请注意,由于数据集投影是与规范数据集分开的资源,它可以随时构建,即使规范数据集本身正在构建(反之亦然)。读者将根据有效事务使用当前状态。例如,如果数据集正在构建事务10,而投影同时开始构建,它将从事务9读取。在这种情况下查询数据的读者将从投影读取事务1-8,从数据集读取事务9,实际上看到的数据与直接从数据集读取相同。
数据集投影的缺点包括:
- 数据集投影比单独使用数据集消耗更多存储空间。
- 数据集投影不能与Foundry Retention开箱即用。
- 数据集投影不会以任何方式修改规范数据集(因此如果删除投影,读取将再次变得低效)。
保留策略¶
有时管道的用例不需要在平台中永久保留历史数据,只保留最近的事务即可,这可以使用Foundry Retention自动完成。在这种情况下,只要转换逻辑不包含任何跨事务依赖关系(如聚合或差分计算),就可以构建增量管道而无需特殊考虑。在Python Transforms中,必须为增量装饰器设置特殊的allow_retention标志(否则DELETE事务将触发快照运行)。
保留策略变更的缺点包括:
- 历史数据丢失。
- 如果事务从数据角度来看不是自包含单元,保留策略可能导致状态不一致(例如,结束事件没有匹配的开始事件)。
其他需要考虑的选项¶
中止事务¶
在某些情况下,事务会提交零个文件或仅提交空文件。
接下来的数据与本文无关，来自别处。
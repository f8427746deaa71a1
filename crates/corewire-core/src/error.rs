//! Error types surfaced by the RPC pipeline.
//!
//! Three disjoint kinds reach the caller and are never conflated:
//! [`ValidationFailure`] (bad input, or a server payload that fails result
//! decoding), [`MethodError`] (Bitcoin Core rejected the call) and
//! [`TransportError`] (the HTTP exchange around the call failed).
//! [`CoreError`] unifies them at the API boundary.

use std::collections::BTreeSet;
use std::path::PathBuf;

use serde::Serialize;
use serde_json::Value;

// ==============================================================================
// Field Violations
// ==============================================================================

/// Fieldless tag for a [`Violation`], convenient for matching.
#[derive(Debug, Clone, Copy, PartialEq, Eq, Hash, Serialize)]
#[serde(rename_all = "snake_case")]
pub enum ViolationKind {
    Required,
    InvalidType,
    Length,
    Number,
    Inclusion,
    Format,
    Exclusive,
    Forbidden,
}

/// Comparison operator used by numeric range checks.
#[derive(Debug, Clone, Copy, PartialEq, Eq, Serialize)]
#[serde(rename_all = "snake_case")]
pub enum Comparison {
    GreaterThan,
    GreaterThanOrEqual,
    LessThan,
    LessThanOrEqual,
}

impl Comparison {
    /// Whether `value <op> bound` holds.
    pub fn holds<T: PartialOrd>(self, value: T, bound: T) -> bool {
        match self {
            Self::GreaterThan => value > bound,
            Self::GreaterThanOrEqual => value >= bound,
            Self::LessThan => value < bound,
            Self::LessThanOrEqual => value <= bound,
        }
    }

    pub fn describe(self) -> &'static str {
        match self {
            Self::GreaterThan => "greater than",
            Self::GreaterThanOrEqual => "greater than or equal to",
            Self::LessThan => "less than",
            Self::LessThanOrEqual => "less than or equal to",
        }
    }
}

/// Structured metadata describing why a field was rejected.
#[derive(Debug, Clone, PartialEq, Serialize)]
#[serde(tag = "validation", rename_all = "snake_case")]
pub enum Violation {
    Required,
    InvalidType {
        expected: &'static str,
    },
    /// `min == max` denotes an exact-length requirement.
    Length {
        min: Option<usize>,
        max: Option<usize>,
    },
    Number {
        op: Comparison,
        bound: f64,
    },
    Inclusion {
        allowed: Vec<String>,
    },
    Format {
        expected: &'static str,
    },
    Exclusive {
        other: String,
    },
    Forbidden {
        condition_field: String,
        condition_value: Value,
    },
}

impl Violation {
    pub fn kind(&self) -> ViolationKind {
        match self {
            Self::Required => ViolationKind::Required,
            Self::InvalidType { .. } => ViolationKind::InvalidType,
            Self::Length { .. } => ViolationKind::Length,
            Self::Number { .. } => ViolationKind::Number,
            Self::Inclusion { .. } => ViolationKind::Inclusion,
            Self::Format { .. } => ViolationKind::Format,
            Self::Exclusive { .. } => ViolationKind::Exclusive,
            Self::Forbidden { .. } => ViolationKind::Forbidden,
        }
    }
}

/// A single rejected field: its path, a human-readable message and the
/// structured violation.
#[derive(Debug, Clone, PartialEq, Serialize)]
pub struct FieldError {
    pub field: String,
    pub message: String,
    pub violation: Violation,
}

impl FieldError {
    pub fn new(field: impl Into<String>, message: impl Into<String>, violation: Violation) -> Self {
        Self {
            field: field.into(),
            message: message.into(),
            violation,
        }
    }

    pub fn required(field: impl Into<String>) -> Self {
        Self::new(field, "can't be blank", Violation::Required)
    }

    pub fn invalid_type(field: impl Into<String>, expected: &'static str) -> Self {
        Self::new(
            field,
            format!("invalid type, expected {expected}"),
            Violation::InvalidType { expected },
        )
    }

    pub fn kind(&self) -> ViolationKind {
        self.violation.kind()
    }

    /// Re-root this error under `prefix` (e.g. `requests[2]`).
    pub(crate) fn prefixed(mut self, prefix: &str) -> Self {
        self.field = join_path(prefix, &self.field);
        self
    }
}

/// Join a field path prefix and a child segment.
///
/// Index segments (`[3]`) attach directly; named segments use a dot.
pub(crate) fn join_path(prefix: &str, field: &str) -> String {
    if prefix.is_empty() {
        field.to_owned()
    } else if field.is_empty() {
        prefix.to_owned()
    } else if field.starts_with('[') {
        format!("{prefix}{field}")
    } else {
        format!("{prefix}.{field}")
    }
}
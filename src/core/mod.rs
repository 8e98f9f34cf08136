//! Core model – wire schema, widget classification, fetch state machine and
//! widget-stack construction.
//!
//! Nothing in this module depends on any TUI, rendering, or HTTP crate.
//! Time and transport results are passed in, which keeps every piece here
//! testable without a terminal or a network.

pub mod debounce;
pub mod fetch;
pub mod observable;
pub mod render;
pub mod schema;
pub mod status;
pub mod widget;
//! Request indicator drawn over the form border while a fetch is running.

use ratatui::{
    buffer::Buffer,
    layout::Rect,
    text::{Line, Span},
    widgets::Widget,
};

use crate::core::fetch::FetchPhase;
use crate::ui::theme::Theme;

const SPINNER_FRAMES: &[&str] = &["⠋", "⠙", "⠹", "⠸", "⠼", "⠴", "⠦", "⠧", "⠇", "⠏"];

/// Shows `⠋ loading` in the top-right corner of `area` for
/// [`FetchPhase::Fetching`]; draws nothing when idle.
pub struct FetchIndicator {
    pub phase: FetchPhase,
    /// Advances the spinner frame.
    pub tick: u64,
}

impl Widget for FetchIndicator {
    fn render(self, area: Rect, buf: &mut Buffer) {
        if self.phase == FetchPhase::Idle || area.height == 0 {
            return;
        }
        let frame = SPINNER_FRAMES[(self.tick % SPINNER_FRAMES.len() as u64) as usize];
        let label = format!(" {frame} loading ");
        let width = label.chars().count() as u16;
        // Keep clear of the corner glyph.
        if area.width < width + 2 {
            return;
        }
        buf.set_line(
            area.right() - width - 1,
            area.y,
            &Line::from(Span::styled(label, Theme::spinner_style())),
            width,
        );
    }
}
这些事务对视图没有影响,但它们被视为有效更新,会触发调度和所有相关副作用,可能导致计算浪费。空事务还可能大大增加文件和事务数量。
最好在源头避免空事务,这通常是指Data Connection同步(Sync)。Data Connection总是会中止没有文件的事务,但仍可能生成空文件。空事务可能是自定义插件的一个特殊问题;有时可能无法修改插件以避免空事务(例如,如果需要非空事务来更新Data Connection增量元数据)。在其他情况下,无文件事务可能由转换或其他方式提交。
为最小化这些空或无文件事务的影响,我们可以在管道中最上游的转换中显式中止事务。当我们检测到收到空输入或最终输出为空时,可以在输出对象上调用.abort();这将导致作业及其事务被中止。被中止的事务实际上被取消,不会触发调度或引起任何副作用。中止事务将中断链条,阻止空事务沿管道传播。中止事务也不会计入失败统计(而故意使构建失败则会计入失败统计)。
请注意,中止的构建被视为成功,并且会推进输入事务指针。因此,在非空输入的情况下中止将丢弃数据,如果您因其他原因(如前置条件失败)想要停止构建,这可能不是期望的行为。
变更日志数据集¶
变更日志(Changelog)逻辑使您能够在仅追加事务上实现编辑语义,从而可以在增量管道中可靠地执行连接和聚合操作。然而,除了前面提到的文件和事务数量问题外,在仅追加事务上实现编辑语义可能导致行数无限增长,使得转换性能在达到状态解析阶段(或需要独立快照时)变得越来越差。
对于此类管道,控制行数稍微棘手一些。快照是可行的,并且在存在部分状态的中间转换中可能大有帮助(因为完整重建时这些状态大多会消失)。但要充分利用快照,逻辑必须将行折叠到其最新状态,这并不总是可取的(在某些情况下,我们可能希望了解行在任何给定时间点的状态,而不仅仅是最新状态)。数据集投影的帮助有限。如果行不是原子单元,保留策略可能无法达到预期效果(例如,我们可能最终得到一个没有匹配开始事件的结束事件)。因此,在设计此类管道时必须特别小心。